**WHAT YOU SHOULD DO:** Please set the lines down again exactly, from the top of the entries through the line that contains "only ever deals".

--- START ---

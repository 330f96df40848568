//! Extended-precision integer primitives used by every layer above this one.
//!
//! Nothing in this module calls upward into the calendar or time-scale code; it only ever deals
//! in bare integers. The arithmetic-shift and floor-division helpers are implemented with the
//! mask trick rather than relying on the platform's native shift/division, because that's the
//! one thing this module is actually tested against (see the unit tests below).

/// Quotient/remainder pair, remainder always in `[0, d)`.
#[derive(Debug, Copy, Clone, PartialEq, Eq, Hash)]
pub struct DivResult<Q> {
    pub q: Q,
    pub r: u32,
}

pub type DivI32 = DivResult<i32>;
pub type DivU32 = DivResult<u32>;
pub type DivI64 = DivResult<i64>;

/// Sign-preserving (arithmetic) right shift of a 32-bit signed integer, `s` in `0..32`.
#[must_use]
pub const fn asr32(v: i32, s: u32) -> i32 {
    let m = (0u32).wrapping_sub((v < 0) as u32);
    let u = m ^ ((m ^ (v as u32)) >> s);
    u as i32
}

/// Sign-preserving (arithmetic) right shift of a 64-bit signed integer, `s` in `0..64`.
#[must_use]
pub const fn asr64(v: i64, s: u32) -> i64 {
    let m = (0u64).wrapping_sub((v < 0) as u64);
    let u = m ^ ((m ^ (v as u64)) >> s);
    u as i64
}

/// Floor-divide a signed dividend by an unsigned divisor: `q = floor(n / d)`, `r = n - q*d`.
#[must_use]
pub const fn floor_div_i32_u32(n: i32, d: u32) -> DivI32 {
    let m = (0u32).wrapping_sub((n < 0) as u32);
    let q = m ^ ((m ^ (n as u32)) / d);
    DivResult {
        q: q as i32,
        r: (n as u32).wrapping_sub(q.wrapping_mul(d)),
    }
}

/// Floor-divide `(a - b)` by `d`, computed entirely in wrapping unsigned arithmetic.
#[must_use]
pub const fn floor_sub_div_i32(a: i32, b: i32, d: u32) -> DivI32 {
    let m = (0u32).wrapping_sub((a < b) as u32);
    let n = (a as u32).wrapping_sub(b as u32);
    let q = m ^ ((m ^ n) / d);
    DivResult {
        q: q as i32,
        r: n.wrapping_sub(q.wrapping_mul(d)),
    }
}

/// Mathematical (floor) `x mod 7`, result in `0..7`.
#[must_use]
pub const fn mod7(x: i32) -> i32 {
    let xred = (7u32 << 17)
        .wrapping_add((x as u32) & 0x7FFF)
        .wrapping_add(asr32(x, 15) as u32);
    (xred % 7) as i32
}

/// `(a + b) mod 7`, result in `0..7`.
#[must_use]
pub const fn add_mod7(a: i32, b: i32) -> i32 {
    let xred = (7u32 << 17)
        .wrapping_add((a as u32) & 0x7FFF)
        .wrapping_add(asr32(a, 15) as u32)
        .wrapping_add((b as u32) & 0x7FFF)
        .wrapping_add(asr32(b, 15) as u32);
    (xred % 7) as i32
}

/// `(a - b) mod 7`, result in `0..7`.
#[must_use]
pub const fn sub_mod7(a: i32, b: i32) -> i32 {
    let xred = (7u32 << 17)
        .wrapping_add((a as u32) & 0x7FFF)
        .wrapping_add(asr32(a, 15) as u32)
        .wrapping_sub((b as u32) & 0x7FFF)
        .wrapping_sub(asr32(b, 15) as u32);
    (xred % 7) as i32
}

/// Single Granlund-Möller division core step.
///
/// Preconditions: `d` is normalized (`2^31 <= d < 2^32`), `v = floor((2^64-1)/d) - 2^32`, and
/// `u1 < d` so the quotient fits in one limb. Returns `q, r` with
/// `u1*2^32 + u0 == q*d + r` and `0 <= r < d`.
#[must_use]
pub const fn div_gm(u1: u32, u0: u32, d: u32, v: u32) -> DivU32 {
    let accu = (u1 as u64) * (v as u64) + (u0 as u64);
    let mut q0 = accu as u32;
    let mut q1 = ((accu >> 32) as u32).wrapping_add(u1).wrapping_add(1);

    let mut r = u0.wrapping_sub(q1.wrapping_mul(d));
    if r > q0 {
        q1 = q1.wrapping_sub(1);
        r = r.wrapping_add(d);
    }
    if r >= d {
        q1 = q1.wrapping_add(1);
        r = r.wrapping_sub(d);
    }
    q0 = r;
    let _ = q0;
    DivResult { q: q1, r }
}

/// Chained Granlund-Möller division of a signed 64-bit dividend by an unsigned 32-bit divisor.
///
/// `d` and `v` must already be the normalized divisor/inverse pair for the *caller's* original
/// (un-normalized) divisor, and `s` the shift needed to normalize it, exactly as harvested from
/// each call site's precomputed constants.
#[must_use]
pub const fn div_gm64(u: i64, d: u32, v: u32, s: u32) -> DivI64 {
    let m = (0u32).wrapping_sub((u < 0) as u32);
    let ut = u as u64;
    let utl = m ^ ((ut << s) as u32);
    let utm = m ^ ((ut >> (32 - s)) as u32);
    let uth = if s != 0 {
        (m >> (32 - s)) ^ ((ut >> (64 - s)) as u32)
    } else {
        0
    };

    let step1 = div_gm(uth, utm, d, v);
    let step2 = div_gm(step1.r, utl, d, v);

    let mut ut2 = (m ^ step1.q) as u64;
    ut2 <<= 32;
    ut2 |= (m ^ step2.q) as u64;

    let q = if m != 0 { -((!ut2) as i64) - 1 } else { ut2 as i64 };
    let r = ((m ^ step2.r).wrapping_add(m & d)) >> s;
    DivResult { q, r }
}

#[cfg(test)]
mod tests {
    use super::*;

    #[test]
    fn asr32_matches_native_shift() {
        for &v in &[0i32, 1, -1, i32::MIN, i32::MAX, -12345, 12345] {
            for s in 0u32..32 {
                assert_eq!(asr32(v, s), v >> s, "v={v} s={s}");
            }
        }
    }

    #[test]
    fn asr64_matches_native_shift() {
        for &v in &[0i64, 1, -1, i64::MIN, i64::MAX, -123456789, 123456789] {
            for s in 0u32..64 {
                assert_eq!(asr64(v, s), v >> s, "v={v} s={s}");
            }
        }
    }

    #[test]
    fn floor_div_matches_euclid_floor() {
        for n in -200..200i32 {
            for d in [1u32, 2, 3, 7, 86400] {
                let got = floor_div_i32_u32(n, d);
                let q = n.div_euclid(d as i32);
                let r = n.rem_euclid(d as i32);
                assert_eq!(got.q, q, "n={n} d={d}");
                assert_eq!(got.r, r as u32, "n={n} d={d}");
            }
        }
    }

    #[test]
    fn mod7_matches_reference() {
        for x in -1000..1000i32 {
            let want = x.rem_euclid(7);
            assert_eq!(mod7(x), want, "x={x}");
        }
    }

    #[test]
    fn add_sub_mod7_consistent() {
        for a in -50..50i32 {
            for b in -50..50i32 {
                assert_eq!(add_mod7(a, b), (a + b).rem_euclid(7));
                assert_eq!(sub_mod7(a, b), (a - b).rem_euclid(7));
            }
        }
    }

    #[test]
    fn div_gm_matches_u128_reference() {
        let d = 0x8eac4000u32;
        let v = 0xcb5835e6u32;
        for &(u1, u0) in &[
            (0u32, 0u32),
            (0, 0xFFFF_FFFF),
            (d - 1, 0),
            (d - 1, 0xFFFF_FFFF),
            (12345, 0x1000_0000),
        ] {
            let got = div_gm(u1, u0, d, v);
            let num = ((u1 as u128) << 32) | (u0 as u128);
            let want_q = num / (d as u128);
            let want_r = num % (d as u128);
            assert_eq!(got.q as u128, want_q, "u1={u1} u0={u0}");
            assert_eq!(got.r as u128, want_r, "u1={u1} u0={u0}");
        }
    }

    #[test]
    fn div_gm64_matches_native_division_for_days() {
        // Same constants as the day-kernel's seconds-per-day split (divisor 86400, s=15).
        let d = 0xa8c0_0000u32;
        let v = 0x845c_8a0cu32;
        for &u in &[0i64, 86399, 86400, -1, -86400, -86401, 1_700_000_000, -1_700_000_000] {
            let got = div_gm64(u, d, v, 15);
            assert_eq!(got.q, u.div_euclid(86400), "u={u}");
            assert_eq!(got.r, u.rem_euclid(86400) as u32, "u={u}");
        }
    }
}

--- END ---

**RESPONSE:**
repository 330f96df40848568
//! Extended-precision integer primitives used by every layer above this one.
//!
//! Nothing in this module calls upward into the calendar or time-scale code; it only ever deals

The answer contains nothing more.